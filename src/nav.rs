//! Mobile hamburger menu.
//!
//! One `open` flag mirrored onto the hamburger button and the link panel as
//! the `active` class. Any nav link or the theme toggle closes it.

use std::cell::RefCell;
use std::rc::Rc;

use log::debug;
use web_sys::{Element, MouseEvent};

use crate::config::NavConfig;
use crate::dom::{self, Page};
use crate::error::PortfolioError;

#[derive(Clone, Copy, Debug, Default, PartialEq, Eq)]
pub struct NavMenu {
    open: bool,
}

impl NavMenu {
    pub fn is_open(self) -> bool {
        self.open
    }

    pub fn toggle(&mut self) -> bool {
        self.open = !self.open;
        self.open
    }

    pub fn close(&mut self) {
        self.open = false;
    }
}

struct NavDom {
    menu: NavMenu,
    hamburger: Element,
    panel: Element,
    class: String,
}

impl NavDom {
    fn sync(&self) {
        dom::set_class(&self.hamburger, &self.class, self.menu.is_open());
        dom::set_class(&self.panel, &self.class, self.menu.is_open());
    }
}

pub fn mount(page: &Page, cfg: &NavConfig) -> Result<bool, PortfolioError> {
    let (Some(hamburger), Some(panel)) = (page.by_id(&cfg.hamburger_id), page.by_id(&cfg.panel_id))
    else {
        debug!("nav: #{} or #{} not present", cfg.hamburger_id, cfg.panel_id);
        return Ok(false);
    };

    let state = Rc::new(RefCell::new(NavDom {
        menu: NavMenu::default(),
        hamburger: hamburger.clone(),
        panel,
        class: cfg.open_class.clone(),
    }));

    {
        let state = state.clone();
        dom::listen(&hamburger, "click", move |_evt: MouseEvent| {
            let mut s = state.borrow_mut();
            s.menu.toggle();
            s.sync();
        })?;
    }

    let mut closers = page.query_all(&cfg.link_selector)?;
    if let Some(toggle) = page.by_id(&cfg.theme_toggle_id) {
        closers.push(toggle);
    }
    for el in closers {
        let state = state.clone();
        dom::listen(&el, "click", move |_evt: MouseEvent| {
            let mut s = state.borrow_mut();
            s.menu.close();
            s.sync();
        })?;
    }
    Ok(true)
}
//! Canvas particle background.
//!
//! A fixed set of slow particles drifting across a full-viewport canvas,
//! bouncing off the edges. The simulation ([`ParticleField`]) is pure; the
//! mount function sizes the canvas, seeds the field and drives it from
//! `requestAnimationFrame` forever.

use std::cell::RefCell;
use std::rc::Rc;

use log::debug;
use wasm_bindgen::JsCast;
use wasm_bindgen::prelude::*;
use web_sys::{CanvasRenderingContext2d, Event, HtmlCanvasElement};

use crate::config::ParticleConfig;
use crate::dom::{self, Page};
use crate::error::PortfolioError;
use crate::rng::{self, Rng};

/// `min(cap, floor(w * h / area))`; zero for empty or invalid sizes.
pub fn particle_count(width: f64, height: f64, area_per_particle: f64, cap: usize) -> usize {
    let n = (width * height / area_per_particle).floor();
    if n.is_finite() && n > 0.0 { (n as usize).min(cap) } else { 0 }
}

#[derive(Clone, Copy, Debug, PartialEq)]
pub struct Particle {
    pub x: f64,
    pub y: f64,
    pub radius: f64,
    pub vx: f64,
    pub vy: f64,
}

impl Particle {
    fn advance(&mut self, width: f64, height: f64) {
        self.x += self.vx;
        self.y += self.vy;
        if self.x < 0.0 || self.x > width {
            self.vx = -self.vx;
        }
        if self.y < 0.0 || self.y > height {
            self.vy = -self.vy;
        }
        self.x = self.x.clamp(0.0, width);
        self.y = self.y.clamp(0.0, height);
    }
}

pub struct ParticleField {
    width: f64,
    height: f64,
    particles: Vec<Particle>,
}

impl ParticleField {
    /// Seed `particle_count(width, height, ..)` particles at random positions.
    pub fn seed(width: f64, height: f64, cfg: &ParticleConfig, random: &mut Rng) -> Self {
        let (width, height) = (width.max(0.0), height.max(0.0));
        let count = particle_count(width, height, cfg.area_per_particle, cfg.max_particles);
        let particles = (0..count)
            .map(|_| Particle {
                x: rng::range(random, 0.0, width),
                y: rng::range(random, 0.0, height),
                radius: rng::range(random, cfg.min_radius, cfg.max_radius),
                vx: rng::range(random, -cfg.max_speed, cfg.max_speed),
                vy: rng::range(random, -cfg.max_speed, cfg.max_speed),
            })
            .collect();
        Self { width, height, particles }
    }

    /// New bounds; particles stay where they are and are pulled back in on
    /// the next step.
    pub fn resize(&mut self, width: f64, height: f64) {
        self.width = width.max(0.0);
        self.height = height.max(0.0);
    }

    pub fn step(&mut self) {
        let (w, h) = (self.width, self.height);
        for p in &mut self.particles {
            p.advance(w, h);
        }
    }

    pub fn particles(&self) -> &[Particle] {
        &self.particles
    }

    pub fn size(&self) -> (f64, f64) {
        (self.width, self.height)
    }
}

// --- Rendering / loop -------------------------------------------------------

struct ParticleScene {
    canvas: HtmlCanvasElement,
    ctx: CanvasRenderingContext2d,
    field: ParticleField,
    fill: String,
}

impl ParticleScene {
    fn frame(&mut self) {
        let (w, h) = self.field.size();
        self.ctx.clear_rect(0.0, 0.0, w, h);
        self.field.step();
        self.ctx.set_fill_style_str(&self.fill);
        for p in self.field.particles() {
            self.ctx.begin_path();
            self.ctx.arc(p.x, p.y, p.radius, 0.0, std::f64::consts::TAU).ok();
            self.ctx.fill();
        }
    }

    fn fit(&mut self, width: f64, height: f64) {
        self.canvas.set_width(width as u32);
        self.canvas.set_height(height as u32);
        self.field.resize(width, height);
    }
}

type FrameCallback = Rc<RefCell<Option<Closure<dyn FnMut(f64)>>>>;

fn start_loop(page: &Page, scene: Rc<RefCell<ParticleScene>>) -> Result<(), PortfolioError> {
    let f: FrameCallback = Rc::new(RefCell::new(None));
    let g = f.clone();
    let window = page.window.clone();
    *g.borrow_mut() = Some(Closure::wrap(Box::new(move |_ts: f64| {
        scene.borrow_mut().frame();
        if let Some(cb) = f.borrow().as_ref() {
            let _ = window.request_animation_frame(cb.as_ref().unchecked_ref());
        }
    }) as Box<dyn FnMut(f64)>));
    if let Some(cb) = g.borrow().as_ref() {
        page.window.request_animation_frame(cb.as_ref().unchecked_ref())?;
    }
    Ok(())
}

pub fn mount(page: &Page, cfg: &ParticleConfig) -> Result<bool, PortfolioError> {
    let Some(canvas) = page.by_id_as::<HtmlCanvasElement>(&cfg.canvas_id)? else {
        debug!("particles: #{} not present", cfg.canvas_id);
        return Ok(false);
    };
    let Some(ctx) = canvas.get_context("2d")? else {
        debug!("particles: 2d context unavailable");
        return Ok(false);
    };
    let ctx: CanvasRenderingContext2d = ctx
        .dyn_into()
        .map_err(|_| PortfolioError::Js("2d context has unexpected type".into()))?;

    let (w, h) = page.viewport();
    let mut rng = rng::from_entropy(page.now());
    let field = ParticleField::seed(w, h, cfg, &mut rng);
    debug!("particles: {} particles on {w}x{h}", field.particles().len());

    let mut scene = ParticleScene { canvas, ctx, field, fill: cfg.fill.clone() };
    scene.fit(w, h);
    let scene = Rc::new(RefCell::new(scene));

    {
        let scene = scene.clone();
        let resized = page.clone();
        dom::listen(&page.window, "resize", move |_evt: Event| {
            let (w, h) = resized.viewport();
            scene.borrow_mut().fit(w, h);
        })?;
    }
    start_loop(page, scene)?;
    Ok(true)
}
//! `multipart/form-data` body decoding.
//!
//! The body is split on `--boundary` delimiters. Each part carries a header
//! block terminated by a blank line, from which `Content-Disposition` (field
//! name, optional filename) and `Content-Type` are read.
//!
//! Decoding is best-effort: a malformed or truncated body stops the decoder,
//! but every part completed before the failure is still returned.

use bytes::Bytes;

use crate::http::headers::{parse_header_line, ContentDisposition};
use crate::http::scanner::ByteCursor;

const CRLF: &[u8] = b"\r\n";
const HEADER_END: &[u8] = b"\r\n\r\n";

#[derive(Debug, thiserror::Error, PartialEq, Eq)]
pub enum MultipartError {
    #[error("multipart Content-Type has no boundary parameter")]
    MissingBoundary,
    #[error("opening boundary not found")]
    MissingFirstBoundary,
    #[error("boundary not followed by CRLF or closing dashes")]
    MalformedBoundary,
    #[error("part headers are not terminated by a blank line")]
    UnterminatedHeaders,
    #[error("part has no Content-Disposition name")]
    MissingFieldName,
    #[error("body ended before the closing boundary")]
    Truncated,
}

/// One decoded part of a multipart body.
#[derive(Debug, Clone, PartialEq, Eq)]
pub struct Part {
    pub field_name: String,
    pub content_type: Option<String>,
    pub file_name: Option<String>,
    pub body: Bytes,
}

impl Part {
    /// A part without a `filename` parameter is a plain form field.
    pub fn is_form_field(&self) -> bool {
        self.file_name.is_none()
    }

    pub fn text(&self) -> Option<&str> {
        std::str::from_utf8(&self.body).ok()
    }
}

/// Boundary-driven decoder for one body.
#[derive(Debug, Clone)]
pub struct MultipartDecoder {
    // "--" + boundary
    delimiter: Vec<u8>,
    // CRLF + "--" + boundary
    body_delimiter: Vec<u8>,
}

impl MultipartDecoder {
    pub fn new(boundary: &str) -> Self {
        let mut delimiter = b"--".to_vec();
        delimiter.extend_from_slice(boundary.as_bytes());
        let body_delimiter = [CRLF, delimiter.as_slice()].concat();
        Self {
            delimiter,
            body_delimiter,
        }
    }

    /// Decodes every part it can, logging the failure that stopped it, if any.
    pub fn decode(&self, body: &[u8]) -> Vec<Part> {
        let mut parts = Vec::new();
        if let Err(e) = self.try_decode(body, &mut parts) {
            tracing::warn!(
                error = %e,
                decoded = parts.len(),
                "Multipart body decoding stopped early"
            );
        }
        parts
    }

    /// Decodes into `parts`, leaving already-completed parts in place on error.
    pub fn try_decode(&self, body: &[u8], parts: &mut Vec<Part>) -> Result<(), MultipartError> {
        let mut cur = ByteCursor::new(body);

        // Preamble
        let first = cur
            .find_delimiter(&self.delimiter)
            .ok_or(MultipartError::MissingFirstBoundary)?;
        cur.seek(first + self.delimiter.len());

        loop {
            if cur.skip_prefix(b"--") {
                return Ok(());
            }
            skip_transport_padding(&mut cur);
            if !cur.skip_prefix(CRLF) {
                return Err(if cur.is_empty() {
                    MultipartError::Truncated
                } else {
                    MultipartError::MalformedBoundary
                });
            }

            let header_block = if cur.skip_prefix(CRLF) {
                &[][..]
            } else {
                cur.read_until(HEADER_END)
                    .ok_or(MultipartError::UnterminatedHeaders)?
            };

            let mut disposition = None;
            let mut content_type = None;
            for line in String::from_utf8_lossy(header_block).split("\r\n") {
                let Ok((name, value)) = parse_header_line(line) else {
                    continue;
                };
                if name.eq_ignore_ascii_case("Content-Disposition") {
                    disposition = Some(ContentDisposition::parse(&value));
                } else if name.eq_ignore_ascii_case("Content-Type") {
                    content_type = Some(value);
                }
            }

            let disposition = disposition.unwrap_or_else(|| ContentDisposition::parse(""));
            let field_name = disposition.name.ok_or(MultipartError::MissingFieldName)?;

            let data = cur
                .read_until(&self.body_delimiter)
                .ok_or(MultipartError::Truncated)?;

            parts.push(Part {
                field_name,
                content_type,
                file_name: disposition.filename,
                body: Bytes::copy_from_slice(data),
            });
        }
    }
}

fn skip_transport_padding(cur: &mut ByteCursor<'_>) {
    while cur.skip_prefix(b" ") || cur.skip_prefix(b"\t") {}
}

━━━━━━━━━━━━━━━━━━━━

Exercise goal: Reply with a number only, showing how many lines of the material contain the word "Some".

Written reply: 9